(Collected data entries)
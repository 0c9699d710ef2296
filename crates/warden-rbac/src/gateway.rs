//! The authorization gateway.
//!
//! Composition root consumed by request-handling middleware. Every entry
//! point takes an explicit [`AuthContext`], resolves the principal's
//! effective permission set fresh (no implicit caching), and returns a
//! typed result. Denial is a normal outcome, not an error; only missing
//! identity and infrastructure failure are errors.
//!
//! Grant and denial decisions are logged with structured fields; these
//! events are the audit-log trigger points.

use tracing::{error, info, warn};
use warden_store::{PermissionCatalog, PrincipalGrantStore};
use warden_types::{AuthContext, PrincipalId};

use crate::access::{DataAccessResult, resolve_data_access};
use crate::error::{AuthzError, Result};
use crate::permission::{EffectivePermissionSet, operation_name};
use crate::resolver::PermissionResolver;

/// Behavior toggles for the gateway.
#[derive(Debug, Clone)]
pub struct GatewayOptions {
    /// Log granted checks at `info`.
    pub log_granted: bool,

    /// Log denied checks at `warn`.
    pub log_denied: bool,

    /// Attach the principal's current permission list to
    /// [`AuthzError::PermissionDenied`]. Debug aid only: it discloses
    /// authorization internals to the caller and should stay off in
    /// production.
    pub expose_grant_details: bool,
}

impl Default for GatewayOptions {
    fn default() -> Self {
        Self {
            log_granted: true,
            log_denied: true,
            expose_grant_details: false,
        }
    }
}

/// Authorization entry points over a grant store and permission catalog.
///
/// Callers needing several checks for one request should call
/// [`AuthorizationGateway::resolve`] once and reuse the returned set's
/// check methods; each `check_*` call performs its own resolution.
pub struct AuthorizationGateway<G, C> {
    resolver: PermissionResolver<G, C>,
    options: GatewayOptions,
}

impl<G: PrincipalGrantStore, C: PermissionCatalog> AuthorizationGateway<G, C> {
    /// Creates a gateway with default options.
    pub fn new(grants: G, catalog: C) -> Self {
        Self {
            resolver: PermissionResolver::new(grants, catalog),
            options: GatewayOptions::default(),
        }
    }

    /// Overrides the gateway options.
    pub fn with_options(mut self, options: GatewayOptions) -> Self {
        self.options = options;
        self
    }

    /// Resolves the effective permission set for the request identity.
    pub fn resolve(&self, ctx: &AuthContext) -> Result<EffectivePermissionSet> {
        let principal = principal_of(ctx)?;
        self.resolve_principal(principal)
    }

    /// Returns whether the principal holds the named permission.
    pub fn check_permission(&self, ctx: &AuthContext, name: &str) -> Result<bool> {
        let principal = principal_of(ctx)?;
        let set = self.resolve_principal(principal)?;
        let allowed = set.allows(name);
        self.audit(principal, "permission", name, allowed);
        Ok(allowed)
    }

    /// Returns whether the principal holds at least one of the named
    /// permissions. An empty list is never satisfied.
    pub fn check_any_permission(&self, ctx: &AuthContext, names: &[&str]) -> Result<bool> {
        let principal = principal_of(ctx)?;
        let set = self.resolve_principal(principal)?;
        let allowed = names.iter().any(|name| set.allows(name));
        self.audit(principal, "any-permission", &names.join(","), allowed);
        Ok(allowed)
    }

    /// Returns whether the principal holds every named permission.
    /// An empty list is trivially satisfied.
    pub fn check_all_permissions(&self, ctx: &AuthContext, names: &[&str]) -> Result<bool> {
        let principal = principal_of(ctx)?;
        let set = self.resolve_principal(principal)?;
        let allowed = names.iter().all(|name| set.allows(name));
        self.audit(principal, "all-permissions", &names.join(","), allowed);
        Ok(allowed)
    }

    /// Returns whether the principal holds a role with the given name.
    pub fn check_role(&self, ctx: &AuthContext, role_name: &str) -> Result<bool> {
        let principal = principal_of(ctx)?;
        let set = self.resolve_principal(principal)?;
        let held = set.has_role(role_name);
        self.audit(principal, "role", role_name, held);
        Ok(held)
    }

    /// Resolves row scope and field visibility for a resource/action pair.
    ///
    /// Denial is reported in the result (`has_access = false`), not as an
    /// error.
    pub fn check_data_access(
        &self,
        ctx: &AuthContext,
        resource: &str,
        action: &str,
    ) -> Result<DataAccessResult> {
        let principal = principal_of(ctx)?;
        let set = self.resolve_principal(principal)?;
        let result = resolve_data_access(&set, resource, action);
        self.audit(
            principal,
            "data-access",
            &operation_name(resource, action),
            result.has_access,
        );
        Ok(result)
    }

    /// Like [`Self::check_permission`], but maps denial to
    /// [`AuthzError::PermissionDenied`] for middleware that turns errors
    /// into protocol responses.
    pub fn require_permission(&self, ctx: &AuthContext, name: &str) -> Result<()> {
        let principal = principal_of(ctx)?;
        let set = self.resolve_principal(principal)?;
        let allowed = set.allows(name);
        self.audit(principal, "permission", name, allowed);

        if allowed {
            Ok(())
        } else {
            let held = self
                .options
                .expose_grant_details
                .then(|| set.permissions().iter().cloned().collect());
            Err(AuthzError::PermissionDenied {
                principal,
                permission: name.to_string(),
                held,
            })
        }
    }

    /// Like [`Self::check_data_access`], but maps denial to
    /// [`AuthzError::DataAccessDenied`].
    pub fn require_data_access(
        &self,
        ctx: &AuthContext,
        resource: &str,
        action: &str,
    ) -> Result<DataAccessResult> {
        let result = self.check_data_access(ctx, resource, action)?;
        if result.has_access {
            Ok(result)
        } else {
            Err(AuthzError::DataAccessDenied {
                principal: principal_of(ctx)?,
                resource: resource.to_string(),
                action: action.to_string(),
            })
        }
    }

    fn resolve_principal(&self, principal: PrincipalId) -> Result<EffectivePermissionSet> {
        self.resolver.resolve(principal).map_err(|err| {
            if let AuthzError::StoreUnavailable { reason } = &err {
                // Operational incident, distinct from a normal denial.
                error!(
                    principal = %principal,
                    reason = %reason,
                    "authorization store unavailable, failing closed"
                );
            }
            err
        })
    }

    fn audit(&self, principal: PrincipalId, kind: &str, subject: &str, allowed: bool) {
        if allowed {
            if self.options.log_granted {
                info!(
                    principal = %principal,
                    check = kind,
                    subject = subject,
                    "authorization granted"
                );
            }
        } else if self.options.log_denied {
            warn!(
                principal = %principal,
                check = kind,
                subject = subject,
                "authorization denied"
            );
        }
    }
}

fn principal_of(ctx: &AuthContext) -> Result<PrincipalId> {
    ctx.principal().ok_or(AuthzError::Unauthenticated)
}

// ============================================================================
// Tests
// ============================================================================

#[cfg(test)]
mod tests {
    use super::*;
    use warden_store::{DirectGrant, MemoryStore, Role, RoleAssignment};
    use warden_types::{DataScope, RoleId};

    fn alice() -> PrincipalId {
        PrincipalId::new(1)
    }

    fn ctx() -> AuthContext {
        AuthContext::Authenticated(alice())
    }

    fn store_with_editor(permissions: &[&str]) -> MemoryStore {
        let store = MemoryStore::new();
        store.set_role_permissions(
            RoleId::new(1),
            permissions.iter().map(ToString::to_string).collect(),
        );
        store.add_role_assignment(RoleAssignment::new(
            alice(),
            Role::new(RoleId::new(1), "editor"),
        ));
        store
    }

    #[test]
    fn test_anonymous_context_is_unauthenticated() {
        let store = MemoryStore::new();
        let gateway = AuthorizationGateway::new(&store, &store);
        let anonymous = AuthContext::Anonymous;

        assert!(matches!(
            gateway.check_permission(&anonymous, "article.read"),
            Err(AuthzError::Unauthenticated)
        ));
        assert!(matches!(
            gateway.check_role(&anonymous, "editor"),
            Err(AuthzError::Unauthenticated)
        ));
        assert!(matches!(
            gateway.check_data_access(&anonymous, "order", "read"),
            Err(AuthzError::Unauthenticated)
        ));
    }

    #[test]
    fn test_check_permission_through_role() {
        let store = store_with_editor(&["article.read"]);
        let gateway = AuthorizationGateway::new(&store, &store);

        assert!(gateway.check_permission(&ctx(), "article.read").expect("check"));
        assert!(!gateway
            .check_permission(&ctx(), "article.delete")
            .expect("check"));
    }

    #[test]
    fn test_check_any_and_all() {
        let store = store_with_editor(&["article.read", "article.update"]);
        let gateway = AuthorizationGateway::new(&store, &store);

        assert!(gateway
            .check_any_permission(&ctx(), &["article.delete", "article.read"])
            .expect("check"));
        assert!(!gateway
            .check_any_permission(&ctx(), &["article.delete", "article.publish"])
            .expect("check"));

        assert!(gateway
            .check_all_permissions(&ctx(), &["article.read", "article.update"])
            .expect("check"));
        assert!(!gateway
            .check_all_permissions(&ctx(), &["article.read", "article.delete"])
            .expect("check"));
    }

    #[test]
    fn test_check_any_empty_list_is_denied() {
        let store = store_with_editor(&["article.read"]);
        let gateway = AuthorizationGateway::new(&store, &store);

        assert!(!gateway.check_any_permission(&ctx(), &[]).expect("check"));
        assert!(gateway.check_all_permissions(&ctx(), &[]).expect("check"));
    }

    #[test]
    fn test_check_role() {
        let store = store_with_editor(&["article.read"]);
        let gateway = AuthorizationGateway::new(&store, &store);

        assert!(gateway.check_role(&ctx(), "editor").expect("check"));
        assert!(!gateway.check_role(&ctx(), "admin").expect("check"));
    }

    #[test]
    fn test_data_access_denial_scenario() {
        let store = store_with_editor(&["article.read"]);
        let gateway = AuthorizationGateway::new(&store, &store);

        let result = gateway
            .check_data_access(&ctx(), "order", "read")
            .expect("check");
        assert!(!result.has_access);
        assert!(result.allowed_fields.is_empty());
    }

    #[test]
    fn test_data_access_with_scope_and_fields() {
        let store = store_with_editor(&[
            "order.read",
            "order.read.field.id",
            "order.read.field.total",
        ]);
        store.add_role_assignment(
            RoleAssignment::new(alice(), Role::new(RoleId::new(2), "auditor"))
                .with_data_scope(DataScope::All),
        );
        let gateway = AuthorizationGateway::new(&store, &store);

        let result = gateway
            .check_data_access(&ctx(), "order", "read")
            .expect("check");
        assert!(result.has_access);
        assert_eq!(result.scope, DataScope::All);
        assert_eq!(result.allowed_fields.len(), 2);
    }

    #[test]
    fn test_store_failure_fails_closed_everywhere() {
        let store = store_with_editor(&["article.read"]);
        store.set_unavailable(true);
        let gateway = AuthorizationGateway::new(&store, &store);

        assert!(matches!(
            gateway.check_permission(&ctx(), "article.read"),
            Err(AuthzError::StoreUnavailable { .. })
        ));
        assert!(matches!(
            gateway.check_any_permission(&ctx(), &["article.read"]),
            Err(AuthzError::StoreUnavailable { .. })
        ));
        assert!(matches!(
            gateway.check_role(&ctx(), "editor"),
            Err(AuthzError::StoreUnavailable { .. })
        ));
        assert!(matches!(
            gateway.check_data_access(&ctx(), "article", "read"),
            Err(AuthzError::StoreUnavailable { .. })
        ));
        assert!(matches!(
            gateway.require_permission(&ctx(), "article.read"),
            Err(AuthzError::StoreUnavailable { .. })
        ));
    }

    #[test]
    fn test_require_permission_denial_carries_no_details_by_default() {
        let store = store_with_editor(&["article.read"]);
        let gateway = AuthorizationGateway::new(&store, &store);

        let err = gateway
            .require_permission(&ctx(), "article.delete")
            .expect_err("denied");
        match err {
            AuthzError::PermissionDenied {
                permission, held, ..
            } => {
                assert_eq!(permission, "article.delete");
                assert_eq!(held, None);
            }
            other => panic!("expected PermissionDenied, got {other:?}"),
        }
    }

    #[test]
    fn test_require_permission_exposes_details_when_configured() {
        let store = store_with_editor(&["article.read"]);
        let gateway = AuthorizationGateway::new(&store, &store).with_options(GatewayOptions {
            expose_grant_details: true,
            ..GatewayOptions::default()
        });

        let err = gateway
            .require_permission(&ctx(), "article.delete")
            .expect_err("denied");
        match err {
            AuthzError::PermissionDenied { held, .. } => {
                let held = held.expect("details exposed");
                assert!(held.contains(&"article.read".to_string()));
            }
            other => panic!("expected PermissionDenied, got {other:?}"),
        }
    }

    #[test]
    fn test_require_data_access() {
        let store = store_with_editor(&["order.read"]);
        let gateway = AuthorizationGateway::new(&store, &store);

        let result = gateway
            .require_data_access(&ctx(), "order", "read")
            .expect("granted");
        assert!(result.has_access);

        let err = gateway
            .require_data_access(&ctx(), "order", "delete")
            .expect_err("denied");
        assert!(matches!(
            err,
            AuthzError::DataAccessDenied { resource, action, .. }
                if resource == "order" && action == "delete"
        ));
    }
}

- **EXERCISE BRIEF**:
Using the entries, return every line where the word "DataAccessDenied" can be found.

- **TASK OUTPUT**:
    /// [`AuthzError::DataAccessDenied`].
            Err(AuthzError::DataAccessDenied {
            AuthzError::DataAccessDenied { resource, action, .. }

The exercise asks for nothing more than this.